Sorry, I don't have anything in writing but I have been at several meetings with high ranking IRS representatives who were very clear on this point. Once the minutes from the meetings are published, I can provide something more concrete.

In the meantime, you can assume that by the time your participant is ready to terminate the plan, it should be accepted as common knowledge.

The material provided and the opinions expressed in this post are for general informational purposes only and should not be used or relied upon as the basis for any action or inaction. You should obtain appropriate tax, legal, or other professional advice.

Posted

Sorry, I don't have anything in writing but I have been at several meetings with high ranking IRS representatives who were very clear on this point. Once the minutes from the meetings are published, I can provide something more concrete.

In the meantime, you can assume that by the time your participant is ready to terminate the plan, it should be accepted as common knowledge.

Thanks. That is reassuring. Was this point that they were clear on regarding all annuitants who are in a plan that's terminating, or was it just regarding someone who is taking RMDs?

Posted

It is all annuitants. You need to read your bolded section again. 13 and 14 work together. 13 says "here are the reasons you can accelerate". Clearly, plan termination is one of them. Another is a "benefit increase" as defined in 14. The "benefit increase" in 14 is being amended out and the reference in 13 will be changed so that it no longer references a benefit increase as defined in 14. There is nothing in anything that says the other reasons allowed for acceleration in 13 are being removed.

But to walk back from this just a little bit, the ability to accelerate a true increase remains. So, if somebody is receiving $1,000/month and the plan terminates then they can be offered an accelerated form.
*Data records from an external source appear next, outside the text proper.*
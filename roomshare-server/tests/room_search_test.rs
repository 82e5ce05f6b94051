//! Tests for GET /api/rooms

mod common;

use common::{create_room, create_test_app, room_body, seed_user, send_request, session_cookie};
use roomshare_core::Role;
use serde_json::Value;

fn titles(body: &Value) -> Vec<String> {
    body["rooms"]
        .as_array()
        .unwrap()
        .iter()
        .map(|r| r["title"].as_str().unwrap().to_string())
        .collect()
}

/// Test: 13 matching rooms paged six at a time
#[tokio::test]
async fn test_pagination_over_thirteen_rooms() {
    let app = create_test_app();
    let (_owner, token) = seed_user(&app, "Owner", Role::Owner);
    for i in 0..13 {
        create_room(&app, &token, room_body(&format!("Room {}", i), "Pune", 9000 + i, 1)).await;
    }

    let response = app.server.get("/api/rooms?limit=6&page=1").await;
    assert_eq!(response.status_code(), 200);
    let body: Value = response.json();
    assert_eq!(body["success"], true);
    assert_eq!(body["rooms"].as_array().unwrap().len(), 6);
    assert_eq!(body["pagination"]["currentPage"], 1);
    assert_eq!(body["pagination"]["totalPages"], 3);
    assert_eq!(body["pagination"]["totalItems"], 13);
    assert_eq!(body["pagination"]["hasNext"], true);
    assert_eq!(body["pagination"]["hasPrev"], false);

    let response = app.server.get("/api/rooms?limit=6&page=3").await;
    let body: Value = response.json();
    assert_eq!(body["rooms"].as_array().unwrap().len(), 1);
    assert_eq!(body["pagination"]["hasNext"], false);
    assert_eq!(body["pagination"]["hasPrev"], true);

    // Newest first by default, so the last page holds the first room listed
    assert_eq!(titles(&body), vec!["Room 0"]);
}

/// Test: price bounds select exactly the room inside the range
#[tokio::test]
async fn test_price_range() {
    let app = create_test_app();
    let (_owner, token) = seed_user(&app, "Owner", Role::Owner);
    for price in [5000, 15000, 25000] {
        create_room(&app, &token, room_body(&format!("Rs {}", price), "Pune", price, 1)).await;
    }

    let response = app
        .server
        .get("/api/rooms?minPrice=10000&maxPrice=20000")
        .await;
    let body: Value = response.json();
    assert_eq!(titles(&body), vec!["Rs 15000"]);
}

/// Test: every requested amenity must be present
#[tokio::test]
async fn test_amenities_are_conjunctive() {
    let app = create_test_app();
    let (_owner, token) = seed_user(&app, "Owner", Role::Owner);

    let mut wifi_only = room_body("Wifi only", "Pune", 10000, 1);
    wifi_only["amenities"] = serde_json::json!(["wifi"]);
    create_room(&app, &token, wifi_only).await;

    let mut everything = room_body("Everything", "Pune", 10000, 1);
    everything["amenities"] = serde_json::json!(["wifi", "parking", "ac"]);
    create_room(&app, &token, everything).await;

    let response = app.server.get("/api/rooms?amenities=wifi,parking").await;
    let body: Value = response.json();
    assert_eq!(titles(&body), vec!["Everything"]);
}

/// Test: free-text search, city filter and the city suggestion list
#[tokio::test]
async fn test_search_and_cities() {
    let app = create_test_app();
    let (_owner, token) = seed_user(&app, "Owner", Role::Owner);
    create_room(&app, &token, room_body("Sea view", "Mumbai", 20000, 1)).await;
    create_room(&app, &token, room_body("Garden flat", "Pune", 12000, 1)).await;
    create_room(&app, &token, room_body("Hill top", "Navi Mumbai", 14000, 1)).await;

    let response = app.server.get("/api/rooms?city=mumbai&sortBy=price-low").await;
    let body: Value = response.json();
    assert_eq!(titles(&body), vec!["Hill top", "Sea view"]);
    assert_eq!(
        body["filters"]["cities"],
        serde_json::json!(["Mumbai", "Navi Mumbai", "Pune"])
    );

    let response = app.server.get("/api/rooms?search=GARDEN").await;
    let body: Value = response.json();
    assert_eq!(titles(&body), vec!["Garden flat"]);

    // Regex metacharacters are matched literally
    let response = app.server.get("/api/rooms?search=.*").await;
    let body: Value = response.json();
    assert!(titles(&body).is_empty());
}

/// Test: shared rooms need at least two beds
#[tokio::test]
async fn test_room_type() {
    let app = create_test_app();
    let (_owner, token) = seed_user(&app, "Owner", Role::Owner);
    create_room(&app, &token, room_body("Single", "Pune", 10000, 1)).await;
    create_room(&app, &token, room_body("Shared", "Pune", 10000, 3)).await;

    let response = app.server.get("/api/rooms?roomType=Shared%20Room").await;
    let body: Value = response.json();
    assert_eq!(titles(&body), vec!["Shared"]);

    let response = app.server.get("/api/rooms?roomType=1%20BHK").await;
    let body: Value = response.json();
    assert_eq!(titles(&body), vec!["Single"]);
}

/// Test: occupied rooms drop out of search
#[tokio::test]
async fn test_occupied_rooms_hidden() {
    let app = create_test_app();
    let (_owner, token) = seed_user(&app, "Owner", Role::Owner);
    let (_tenant, tenant_token) = seed_user(&app, "Tenant", Role::Tenant);

    let taken = create_room(&app, &token, room_body("Taken", "Pune", 10000, 1)).await;
    create_room(&app, &token, room_body("Free", "Delhi", 10000, 1)).await;

    let body: Value = send_request(&app, &tenant_token, &taken, "Hi").await.json();
    let response = app
        .server
        .post(&format!(
            "/api/rooms/requests/{}/accept",
            body["data"]["id"].as_str().unwrap()
        ))
        .add_cookie(session_cookie(&token))
        .await;
    assert_eq!(response.status_code(), 200);

    let response = app.server.get("/api/rooms").await;
    let body: Value = response.json();
    assert_eq!(titles(&body), vec!["Free"]);
    assert_eq!(body["pagination"]["totalItems"], 1);
    assert_eq!(body["filters"]["cities"], serde_json::json!(["Delhi"]));
}

/// Test: malformed parameters are validation errors
#[tokio::test]
async fn test_invalid_parameters() {
    let app = create_test_app();

    for query in [
        "minPrice=cheap",
        "roomType=Penthouse",
        "sortBy=popularity",
        "page=two",
    ] {
        let response = app.server.get(&format!("/api/rooms?{}", query)).await;
        assert_eq!(response.status_code(), 400, "query {}", query);
        let body: Value = response.json();
        assert_eq!(body["success"], false);
    }
}

/// Test: a page far past the end is an empty page, not a crash
#[tokio::test]
async fn test_huge_page_number() {
    let app = create_test_app();
    let (_owner, token) = seed_user(&app, "Owner", Role::Owner);
    create_room(&app, &token, room_body("Only", "Pune", 10000, 1)).await;

    let response = app
        .server
        .get("/api/rooms?page=9223372036854775807&limit=50")
        .await;
    assert_eq!(response.status_code(), 200);
    let body: Value = response.json();
    assert!(titles(&body).is_empty());
    assert_eq!(body["pagination"]["totalItems"], 1);
    assert_eq!(body["pagination"]["hasNext"], false);
}
//! Password hashing and one-time codes

use rand::Rng;

/// Hash a password with bcrypt at the given cost
pub fn hash_password(password: &str, cost: u32) -> Result<String, bcrypt::BcryptError> {
    bcrypt::hash(password, cost)
}

/// Verify a password against a bcrypt hash
pub fn verify_password(password: &str, hash: &str) -> Result<bool, bcrypt::BcryptError> {
    bcrypt::verify(password, hash)
}

/// Generate a random 6-digit verification code
pub fn generate_verification_code() -> String {
    let code: u32 = rand::thread_rng().gen_range(100000..1000000);
    code.to_string()
}
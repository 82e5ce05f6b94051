//! Room and roommate search

use roomshare_core::room_filter::vacancy_filter;
use roomshare_core::{
    compile_room_query, compile_roommate_query, Pagination, Room, RoomSearchParams,
    RoommateProfile, RoommateSearchParams, User, UserId,
};
use serde::Serialize;

use crate::error::MarketError;
use crate::store::MarketStore;

/// One page of room search results
#[derive(Debug, Clone, Serialize)]
pub struct RoomSearchResult {
    pub rooms: Vec<Room>,
    pub pagination: Pagination,
    /// Every city with a vacant room, for search suggestions
    pub cities: Vec<String>,
}

/// Public view of a discoverable roommate
///
/// Contact and identity fields stay private until a match is made.
#[derive(Debug, Clone, Serialize)]
#[serde(rename_all = "camelCase")]
pub struct RoommateCard {
    pub id: UserId,
    pub name: String,
    pub roommate_profile: RoommateProfile,
}

impl RoommateCard {
    fn from_user(user: User) -> Option<Self> {
        let profile = user.roommate_profile?;
        Some(Self {
            id: user.id,
            name: user.name,
            roommate_profile: profile,
        })
    }
}

#[derive(Debug, Clone, Serialize)]
pub struct RoommateSearchResult {
    pub roommates: Vec<RoommateCard>,
    pub pagination: Pagination,
}

pub struct ListingService<'a, M: MarketStore> {
    store: &'a M,
}

impl<'a, M: MarketStore> ListingService<'a, M> {
    pub fn new(store: &'a M) -> Self {
        Self { store }
    }

    pub fn search_rooms(&self, params: &RoomSearchParams) -> Result<RoomSearchResult, MarketError> {
        let query = compile_room_query(params)?;
        let rooms = self.store.find_rooms(&query)?;
        let total = self.store.count_rooms(&query.filter)?;
        let cities = self.store.distinct_cities(&vacancy_filter())?;

        tracing::debug!(total, returned = rooms.len(), "Room search");

        Ok(RoomSearchResult {
            rooms,
            pagination: Pagination::new(query.page, total),
            cities,
        })
    }

    pub fn search_roommates(
        &self,
        params: &RoommateSearchParams,
    ) -> Result<RoommateSearchResult, MarketError> {
        let query = compile_roommate_query(params)?;
        let users = self.store.find_users(&query)?;
        let total = self.store.count_users(&query.filter)?;

        tracing::debug!(total, returned = users.len(), "Roommate search");

        Ok(RoommateSearchResult {
            roommates: users.into_iter().filter_map(RoommateCard::from_user).collect(),
            pagination: Pagination::new(query.page, total),
        })
    }
}
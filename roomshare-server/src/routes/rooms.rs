//! Room listing endpoints

use std::sync::Arc;

use axum::extract::{Path, State};
use axum::http::{HeaderMap, StatusCode};
use axum::response::IntoResponse;
use axum::Json;
use roomshare_core::{Pagination, Room, RoomDraft, RoomId, RoomSearchParams, RoomUpdate};
use serde::Serialize;
use serde_json::json;
use tower_cookies::Cookies;

use super::extract::{ApiJson, ApiQuery};
use super::ok;
use super::session::require_user;
use crate::email::EmailSender;
use crate::error::MarketError;
use crate::service::{ListingService, RoomService};
use crate::state::AppState;
use crate::store::{MarketStore, SessionStore};

#[derive(Serialize)]
pub struct SearchFilters {
    pub cities: Vec<String>,
}

#[derive(Serialize)]
pub struct RoomSearchResponse {
    pub success: bool,
    pub rooms: Vec<Room>,
    pub pagination: Pagination,
    pub filters: SearchFilters,
}

/// GET /api/rooms
pub async fn search_rooms<M, S, E>(
    State(state): State<Arc<AppState<M, S, E>>>,
    ApiQuery(params): ApiQuery<RoomSearchParams>,
) -> Result<Json<RoomSearchResponse>, MarketError>
where
    M: MarketStore,
    S: SessionStore,
    E: EmailSender,
{
    let result = ListingService::new(state.store.as_ref()).search_rooms(&params)?;

    Ok(Json(RoomSearchResponse {
        success: true,
        rooms: result.rooms,
        pagination: result.pagination,
        filters: SearchFilters {
            cities: result.cities,
        },
    }))
}

/// GET /api/rooms/{id}
pub async fn get_room<M, S, E>(
    State(state): State<Arc<AppState<M, S, E>>>,
    Path(id): Path<String>,
) -> Result<impl IntoResponse, MarketError>
where
    M: MarketStore,
    S: SessionStore,
    E: EmailSender,
{
    let room_id: RoomId = id.parse()?;
    let room = RoomService::new(state.store.as_ref()).get_room(room_id)?;
    Ok(ok(room))
}

/// POST /api/rooms
pub async fn create_room<M, S, E>(
    State(state): State<Arc<AppState<M, S, E>>>,
    cookies: Cookies,
    headers: HeaderMap,
    ApiJson(draft): ApiJson<RoomDraft>,
) -> Result<impl IntoResponse, MarketError>
where
    M: MarketStore,
    S: SessionStore,
    E: EmailSender,
{
    let actor = require_user(&cookies, &headers, state.session_store.as_ref())?;
    let room = RoomService::new(state.store.as_ref()).create_room(actor, draft)?;
    Ok((StatusCode::CREATED, ok(room)))
}

/// GET /api/rooms/mine
pub async fn list_owned_rooms<M, S, E>(
    State(state): State<Arc<AppState<M, S, E>>>,
    cookies: Cookies,
    headers: HeaderMap,
) -> Result<impl IntoResponse, MarketError>
where
    M: MarketStore,
    S: SessionStore,
    E: EmailSender,
{
    let actor = require_user(&cookies, &headers, state.session_store.as_ref())?;
    let rooms = RoomService::new(state.store.as_ref()).list_owned_rooms(actor)?;
    Ok(ok(rooms))
}

/// PUT /api/rooms/{id}
pub async fn update_room<M, S, E>(
    State(state): State<Arc<AppState<M, S, E>>>,
    cookies: Cookies,
    headers: HeaderMap,
    Path(id): Path<String>,
    ApiJson(update): ApiJson<RoomUpdate>,
) -> Result<impl IntoResponse, MarketError>
where
    M: MarketStore,
    S: SessionStore,
    E: EmailSender,
{
    let actor = require_user(&cookies, &headers, state.session_store.as_ref())?;
    let room_id: RoomId = id.parse()?;
    let room = RoomService::new(state.store.as_ref()).update_room(actor, room_id, update)?;
    Ok(ok(room))
}

/// DELETE /api/rooms/{id}
pub async fn delete_room<M, S, E>(
    State(state): State<Arc<AppState<M, S, E>>>,
    cookies: Cookies,
    headers: HeaderMap,
    Path(id): Path<String>,
) -> Result<impl IntoResponse, MarketError>
where
    M: MarketStore,
    S: SessionStore,
    E: EmailSender,
{
    let actor = require_user(&cookies, &headers, state.session_store.as_ref())?;
    let room_id: RoomId = id.parse()?;
    RoomService::new(state.store.as_ref()).delete_room(actor, room_id)?;
    Ok(ok(json!({})))
}
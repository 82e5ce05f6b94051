//! Liveness check

use axum::Json;
use serde_json::{json, Value};

/// GET /api/health
pub async fn health() -> Json<Value> {
    Json(json!({ "success": true, "data": { "status": "ok" } }))
}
Further, if somebody is receiving $1,000/month and a benefit increase increases this amount to $1,100 then they can be offered an accelerated form only on the increased amount of $100/month unless the plan is being terminated.

Posted

Thanks, Mike. It makes my head hurt, but I see it now. It's sort of like one of those magic eye books - I just have to stare at the IRS language in just the right way for it to become clear.